This is a report of Coursera Data Science Capstone project assignment. Around the world people spend lot’s of time on their mobile devices typing words, phrases and sentences. Making typing easier is a pretty good task for mobile developers. The cornerstone of this task is predictive text models. In the Capstone Project we work on understanding and developing such models.
The report shows the exploratory analysis of the data from a corpus called HC Corpora www.corpora.heliohost.org.
All the code available at my Github repository
Dataset is available at the following URL. It consist of texts downloaded from different Internet websites, divided by 4-languages (English, Russian, German, Finnish) and parted into three files according to the text’s source:
Also the readme of the dataset is available here
In spite of the texts are language-filtered, but they may contain foreign text. Also the texts may contain some offensive words or phrases that shouldn’t be used in the predictive text modeling.

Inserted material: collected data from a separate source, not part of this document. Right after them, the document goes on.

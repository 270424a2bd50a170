//! Math and aggregate functions

use std::str::FromStr;

use pricematrix_core::CellError;
use rust_decimal::prelude::ToPrimitive;
use rust_decimal::{Decimal, RoundingStrategy};

use crate::error::FormulaResult;
use crate::evaluator::FormulaValue;

/// Numbers an aggregate reads from its arguments
///
/// Direct scalars go through numeric coercion; inside ranges only numbers
/// count and text, booleans and blanks are skipped.
fn aggregate_numbers(args: &[FormulaValue]) -> Result<Vec<f64>, CellError> {
    let mut numbers = Vec::new();
    for arg in args {
        match arg {
            FormulaValue::Array(rows) => {
                for cell in rows.iter().flatten() {
                    match cell {
                        FormulaValue::Number(n) => numbers.push(*n),
                        FormulaValue::Error(e) => return Err(*e),
                        _ => {}
                    }
                }
            }
            scalar => numbers.push(scalar.to_number()?),
        }
    }
    Ok(numbers)
}

/// SUM function
pub fn fn_sum(args: &[FormulaValue]) -> FormulaResult<FormulaValue> {
    Ok(aggregate_numbers(args).map(|n| n.iter().sum::<f64>()).into())
}

/// AVERAGE function
pub fn fn_average(args: &[FormulaValue]) -> FormulaResult<FormulaValue> {
    let numbers = match aggregate_numbers(args) {
        Ok(numbers) => numbers,
        Err(e) => return Ok(FormulaValue::Error(e)),
    };

    if numbers.is_empty() {
        Ok(FormulaValue::Error(CellError::DivideByZero))
    } else {
        Ok(FormulaValue::Number(
            numbers.iter().sum::<f64>() / numbers.len() as f64,
        ))
    }
}

/// MIN function; 0 when there is nothing to compare
pub fn fn_min(args: &[FormulaValue]) -> FormulaResult<FormulaValue> {
    Ok(aggregate_numbers(args)
        .map(|n| n.into_iter().reduce(f64::min).unwrap_or(0.0))
        .into())
}

/// MAX function; 0 when there is nothing to compare
pub fn fn_max(args: &[FormulaValue]) -> FormulaResult<FormulaValue> {
    Ok(aggregate_numbers(args)
        .map(|n| n.into_iter().reduce(f64::max).unwrap_or(0.0))
        .into())
}

/// COUNT function
///
/// Counts numbers. Errors, text and blanks are skipped rather than
/// propagated. A direct argument also counts when it is a boolean or
/// numeric text.
pub fn fn_count(args: &[FormulaValue]) -> FormulaResult<FormulaValue> {
    let mut count = 0usize;

    for arg in args {
        match arg {
            FormulaValue::Array(rows) => {
                count += rows
                    .iter()
                    .flatten()
                    .filter(|cell| matches!(cell, FormulaValue::Number(_)))
                    .count();
            }
            FormulaValue::Number(_) | FormulaValue::Boolean(_) => count += 1,
            FormulaValue::Text(s) if pricematrix_core::parse_number(s).is_some() => count += 1,
            _ => {}
        }
    }

    Ok(FormulaValue::Number(count as f64))
}

/// ABS(number)
pub fn fn_abs(args: &[FormulaValue]) -> FormulaResult<FormulaValue> {
    Ok(args[0].to_number().map(f64::abs).into())
}

/// ROUND(number, num_digits)
///
/// Rounds in decimal, halves away from zero. Negative digits round to the
/// left of the decimal point.
pub fn fn_round(args: &[FormulaValue]) -> FormulaResult<FormulaValue> {
    let number = match args[0].to_number() {
        Ok(n) => n,
        Err(e) => return Ok(FormulaValue::Error(e)),
    };
    let digits = match args[1].to_number() {
        Ok(d) => d.trunc(),
        Err(e) => return Ok(FormulaValue::Error(e)),
    };

    Ok(FormulaValue::Number(round_half_away(number, digits)))
}

/// Most digits a `Decimal` can hold after the point
const MAX_SCALE: f64 = 28.0;

fn round_half_away(number: f64, digits: f64) -> f64 {
    // Shortest round-trip text, so 2.675 is read as written
    let Ok(value) = Decimal::from_str(&number.to_string()) else {
        return round_with_multiplier(number, digits);
    };

    if digits >= 0.0 {
        let dp = digits.min(MAX_SCALE) as u32;
        return value
            .round_dp_with_strategy(dp, RoundingStrategy::MidpointAwayFromZero)
            .to_f64()
            .unwrap_or(number);
    }

    if -digits > MAX_SCALE {
        return 0.0;
    }
    let mut factor = Decimal::ONE;
    for _ in 0..(-digits as u32) {
        factor *= Decimal::TEN;
    }
    let scaled = (value / factor).round_dp_with_strategy(0, RoundingStrategy::MidpointAwayFromZero);
    scaled
        .checked_mul(factor)
        .and_then(|d| d.to_f64())
        .unwrap_or_else(|| round_with_multiplier(number, digits))
}

fn round_with_multiplier(number: f64, digits: f64) -> f64 {
    if digits >= 0.0 && number.abs() >= 1e15 {
        return number;
    }
    let multiplier = 10_f64.powi(digits.clamp(-308.0, 308.0) as i32);
    let result = (number * multiplier).round() / multiplier;
    if result.is_finite() {
        result
    } else {
        number
    }
}
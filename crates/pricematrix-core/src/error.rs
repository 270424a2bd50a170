//! Error types for pricematrix-core

use thiserror::Error;

/// Result type alias using [`Error`]
pub type Result<T> = std::result::Result<T, Error>;

/// Errors that can occur in pricematrix-core
#[derive(Debug, Clone, PartialEq, Eq, Error)]
pub enum Error {
    /// Invalid cell address format
    #[error("Invalid cell address: {0}")]
    InvalidAddress(String),

    /// Invalid cell range format
    #[error("Invalid cell range: {0}")]
    InvalidRange(String),

    /// Row index beyond the matrix bounds
    #[error("Row index {index} out of range (max rows: {max})")]
    RowOutOfRange { index: u32, max: u32 },

    /// Column index beyond the matrix bounds
    #[error("Column index {index} out of range (max columns: {max})")]
    ColumnOutOfRange { index: u32, max: u32 },

    /// Matrix not found by name
    #[error("Matrix not found: {0}")]
    MatrixNotFound(String),

    /// Invalid matrix name
    #[error("Invalid matrix name: {0:?}")]
    InvalidMatrixName(String),

    /// Duplicate matrix name
    #[error("Matrix name already exists: {0}")]
    DuplicateMatrixName(String),

    /// A snapshot could not be decoded or described impossible state
    #[error("Invalid snapshot: {0}")]
    InvalidSnapshot(String),

    /// Generic error with message
    #[error("{0}")]
    Other(String),
}

impl Error {
    /// Create a new "other" error with a message
    pub fn other<S: Into<String>>(msg: S) -> Self {
        Error::Other(msg.into())
    }

    /// Whether this error reports an index beyond the matrix bounds
    pub fn is_out_of_range(&self) -> bool {
        matches!(
            self,
            Error::RowOutOfRange { .. } | Error::ColumnOutOfRange { .. }
        )
    }
}
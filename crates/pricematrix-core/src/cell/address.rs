//! Cell address and range types

use crate::error::{Error, Result};
use crate::{MAX_COLS, MAX_ROWS};
use std::fmt;
use std::str::FromStr;

/// A cell address (e.g., "A1", "$B$2")
///
/// Rows and columns are 0-based internally. In A1 notation columns are
/// bijective base-26 letters (A..Z, AA..) and rows are 1-based. The `$`
/// markers are carried through parsing and rendering unchanged.
#[derive(Debug, Clone, Copy, PartialEq, Eq, Hash)]
pub struct CellAddress {
    /// Row index (0-based internally, 1-based in display)
    pub row: u32,
    /// Column index (0-based, A=0, B=1, ...)
    pub col: u16,
    /// Whether the row reference is absolute ($)
    pub row_absolute: bool,
    /// Whether the column reference is absolute ($)
    pub col_absolute: bool,
}

impl CellAddress {
    /// Create a new cell address with relative references
    pub fn new(row: u32, col: u16) -> Self {
        Self {
            row,
            col,
            row_absolute: false,
            col_absolute: false,
        }
    }

    /// Create a new cell address with specified absolute/relative flags
    pub fn with_absolute(row: u32, col: u16, row_absolute: bool, col_absolute: bool) -> Self {
        Self {
            row,
            col,
            row_absolute,
            col_absolute,
        }
    }

    /// Same absolute markers, different position
    pub fn moved_to(&self, row: u32, col: u16) -> Self {
        Self {
            row,
            col,
            ..*self
        }
    }

    /// Parse a cell address from A1-style notation
    ///
    /// # Examples
    /// ```
    /// use pricematrix_core::CellAddress;
    ///
    /// let addr = CellAddress::parse("A1").unwrap();
    /// assert_eq!(addr.row, 0);
    /// assert_eq!(addr.col, 0);
    ///
    /// let addr = CellAddress::parse("$B$2").unwrap();
    /// assert_eq!((addr.row, addr.col), (1, 1));
    /// assert!(addr.row_absolute && addr.col_absolute);
    /// ```
    pub fn parse(s: &str) -> Result<Self> {
        let s = s.trim();
        if s.is_empty() {
            return Err(Error::InvalidAddress("empty address".into()));
        }

        let bytes = s.as_bytes();
        let mut pos = 0;

        let col_absolute = if bytes.get(pos) == Some(&b'$') {
            pos += 1;
            true
        } else {
            false
        };

        let col_start = pos;
        while pos < bytes.len() && bytes[pos].is_ascii_alphabetic() {
            pos += 1;
        }

        if pos == col_start {
            return Err(Error::InvalidAddress(format!(
                "no column letters in '{}'",
                s
            )));
        }

        let col = Self::letters_to_column(&s[col_start..pos])?;

        let row_absolute = if bytes.get(pos) == Some(&b'$') {
            pos += 1;
            true
        } else {
            false
        };

        let row_str = &s[pos..];
        if row_str.is_empty() {
            return Err(Error::InvalidAddress(format!("no row number in '{}'", s)));
        }
        if !row_str.bytes().all(|b| b.is_ascii_digit()) {
            return Err(Error::InvalidAddress(format!(
                "invalid row number in '{}'",
                s
            )));
        }

        let row: u32 = row_str
            .parse()
            .map_err(|_| Error::InvalidAddress(format!("invalid row number in '{}'", s)))?;

        if row == 0 {
            return Err(Error::InvalidAddress(format!(
                "row number must be >= 1 in '{}'",
                s
            )));
        }
        if row > MAX_ROWS {
            return Err(Error::InvalidAddress(format!(
                "row number {} exceeds {} in '{}'",
                row, MAX_ROWS, s
            )));
        }

        Ok(Self {
            row: row - 1,
            col,
            row_absolute,
            col_absolute,
        })
    }

    /// Convert column index to letters (0 = A, 25 = Z, 26 = AA, etc.)
    pub fn column_to_letters(col: u16) -> String {
        let mut result = Vec::new();
        let mut n = col as u32 + 1;

        while n > 0 {
            n -= 1;
            result.push((n % 26) as u8 + b'A');
            n /= 26;
        }

        result.iter().rev().map(|&b| b as char).collect()
    }

    /// Convert column letters to index (A = 0, Z = 25, AA = 26, etc.)
    pub fn letters_to_column(letters: &str) -> Result<u16> {
        if letters.is_empty() {
            return Err(Error::InvalidAddress("empty column letters".into()));
        }

        let mut col: u32 = 0;
        for c in letters.chars() {
            if !c.is_ascii_alphabetic() {
                return Err(Error::InvalidAddress(format!(
                    "invalid column letter '{}'",
                    c
                )));
            }
            col = col * 26 + (c.to_ascii_uppercase() as u32 - 'A' as u32 + 1);
            if col > MAX_COLS as u32 {
                return Err(Error::InvalidAddress(format!(
                    "column '{}' exceeds the addressable columns",
                    letters
                )));
            }
        }

        Ok((col - 1) as u16)
    }

    /// Format as A1-style string
    pub fn to_a1_string(&self) -> String {
        let mut result = String::new();

        if self.col_absolute {
            result.push('$');
        }
        result.push_str(&Self::column_to_letters(self.col));

        if self.row_absolute {
            result.push('$');
        }
        result.push_str(&(self.row as u64 + 1).to_string());

        result
    }
}

impl fmt::Display for CellAddress {
    fn fmt(&self, f: &mut fmt::Formatter<'_>) -> fmt::Result {
        f.write_str(&self.to_a1_string())
    }
}

impl FromStr for CellAddress {
    type Err = Error;

    fn from_str(s: &str) -> Result<Self> {
        Self::parse(s)
    }
}

/// A rectangular range of cells (e.g., "A1:B10")
///
/// Always normalized so that `start` is the top-left corner and `end` the
/// bottom-right one, whatever order the corners were given in.
#[derive(Debug, Clone, Copy, PartialEq, Eq, Hash)]
pub struct CellRange {
    /// Start address (top-left)
    pub start: CellAddress,
    /// End address (bottom-right)
    pub end: CellAddress,
}

impl CellRange {
    /// Create a new, normalized cell range
    ///
    /// Absolute markers travel with the coordinate they belong to.
    pub fn new(a: CellAddress, b: CellAddress) -> Self {
        let ((start_row, start_row_abs), (end_row, end_row_abs)) = if a.row <= b.row {
            ((a.row, a.row_absolute), (b.row, b.row_absolute))
        } else {
            ((b.row, b.row_absolute), (a.row, a.row_absolute))
        };

        let ((start_col, start_col_abs), (end_col, end_col_abs)) = if a.col <= b.col {
            ((a.col, a.col_absolute), (b.col, b.col_absolute))
        } else {
            ((b.col, b.col_absolute), (a.col, a.col_absolute))
        };

        Self {
            start: CellAddress::with_absolute(start_row, start_col, start_row_abs, start_col_abs),
            end: CellAddress::with_absolute(end_row, end_col, end_row_abs, end_col_abs),
        }
    }

    /// Create a range from row/column indices
    pub fn from_indices(start_row: u32, start_col: u16, end_row: u32, end_col: u16) -> Self {
        Self::new(
            CellAddress::new(start_row, start_col),
            CellAddress::new(end_row, end_col),
        )
    }

    /// Create a single-cell range
    pub fn single(addr: CellAddress) -> Self {
        Self {
            start: addr,
            end: addr,
        }
    }

    /// Parse a range from A1:B10 notation
    pub fn parse(s: &str) -> Result<Self> {
        let s = s.trim();

        match s.split_once(':') {
            Some((start, end)) => {
                let start = CellAddress::parse(start)
                    .map_err(|e| Error::InvalidRange(format!("{}: {}", s, e)))?;
                let end = CellAddress::parse(end)
                    .map_err(|e| Error::InvalidRange(format!("{}: {}", s, e)))?;
                Ok(Self::new(start, end))
            }
            None => Ok(Self::single(CellAddress::parse(s)?)),
        }
    }

    /// Check if a cell is within this range
    pub fn contains(&self, row: u32, col: u16) -> bool {
        row >= self.start.row && row <= self.end.row && col >= self.start.col && col <= self.end.col
    }

    /// Get the number of rows in the range
    pub fn row_count(&self) -> u32 {
        self.end.row - self.start.row + 1
    }

    /// Get the number of columns in the range
    pub fn col_count(&self) -> u16 {
        self.end.col - self.start.col + 1
    }

    /// Get the total number of cells in the range
    pub fn cell_count(&self) -> u64 {
        self.row_count() as u64 * self.col_count() as u64
    }

    /// The part of the range inside the first `max_rows` rows and
    /// `max_cols` columns; `None` when nothing of it is inside
    pub fn clamped(&self, max_rows: u32, max_cols: u16) -> Option<CellRange> {
        if self.start.row >= max_rows || self.start.col >= max_cols {
            return None;
        }
        Some(Self {
            start: self.start,
            end: self.end.moved_to(
                self.end.row.min(max_rows - 1),
                self.end.col.min(max_cols - 1),
            ),
        })
    }

    /// Iterate over all cell addresses in the range (row by row)
    pub fn cells(&self) -> CellRangeIterator {
        CellRangeIterator {
            range: *self,
            current_row: self.start.row,
            current_col: self.start.col,
            remaining: self.cell_count(),
        }
    }

    /// Format as `A1:B10`; both corners are always written
    pub fn to_a1_string(&self) -> String {
        format!("{}:{}", self.start.to_a1_string(), self.end.to_a1_string())
    }
}

impl fmt::Display for CellRange {
    fn fmt(&self, f: &mut fmt::Formatter<'_>) -> fmt::Result {
        f.write_str(&self.to_a1_string())
    }
}

impl FromStr for CellRange {
    type Err = Error;

    fn from_str(s: &str) -> Result<Self> {
        Self::parse(s)
    }
}

/// Row-major iterator over the cells of a range
pub struct CellRangeIterator {
    range: CellRange,
    current_row: u32,
    current_col: u16,
    remaining: u64,
}

impl Iterator for CellRangeIterator {
    type Item = CellAddress;

    fn next(&mut self) -> Option<Self::Item> {
        if self.remaining == 0 {
            return None;
        }

        let addr = CellAddress::new(self.current_row, self.current_col);
        self.remaining -= 1;

        if self.current_col == self.range.end.col {
            self.current_col = self.range.start.col;
            self.current_row = self.current_row.saturating_add(1);
        } else {
            self.current_col += 1;
        }

        Some(addr)
    }

    fn size_hint(&self) -> (usize, Option<usize>) {
        let remaining = self.remaining as usize;
        (remaining, Some(remaining))
    }
}

impl ExactSizeIterator for CellRangeIterator {}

Before cleaning the data check basic statistics about full dataset. The table below show the summary:
| Filename | Size | Number of lines | Number of words |
|---|---|---|---|
| en_US.blogs.txt | 201M | 899288 | 38222304 |
| en_US.news.txt | 197M | 1010242 | 35710849 |
| en_US.twitter.txt | 160M | 2360148 | 30433509 |
| ru_RU.blogs.txt | 112M | 337100 | 9434050 |
| ru_RU.news.txt | 114M | 196360 | 9125006 |
| ru_RU.twitter.txt | 101M | 881414 | 9084961 |
The data should be cleaned before modeling. As far as we are going to predict words we should remove numbers, punctuation, URLs, profanity words and stopwords (that came from grammar) from texts. We got English profanity words list froms this link and prepare Russian profanity words by hands.
In addition we should think about quality of sampling, because the dataset is large enough. So we use uniform distribution for randomizing input texts for analysis.
library(tm)
getCorpus <- function(filename, sampleSize, profanityWords) {
conn <- file(filename,open="r")
lines <- iconv(readLines(conn), to = "utf-8")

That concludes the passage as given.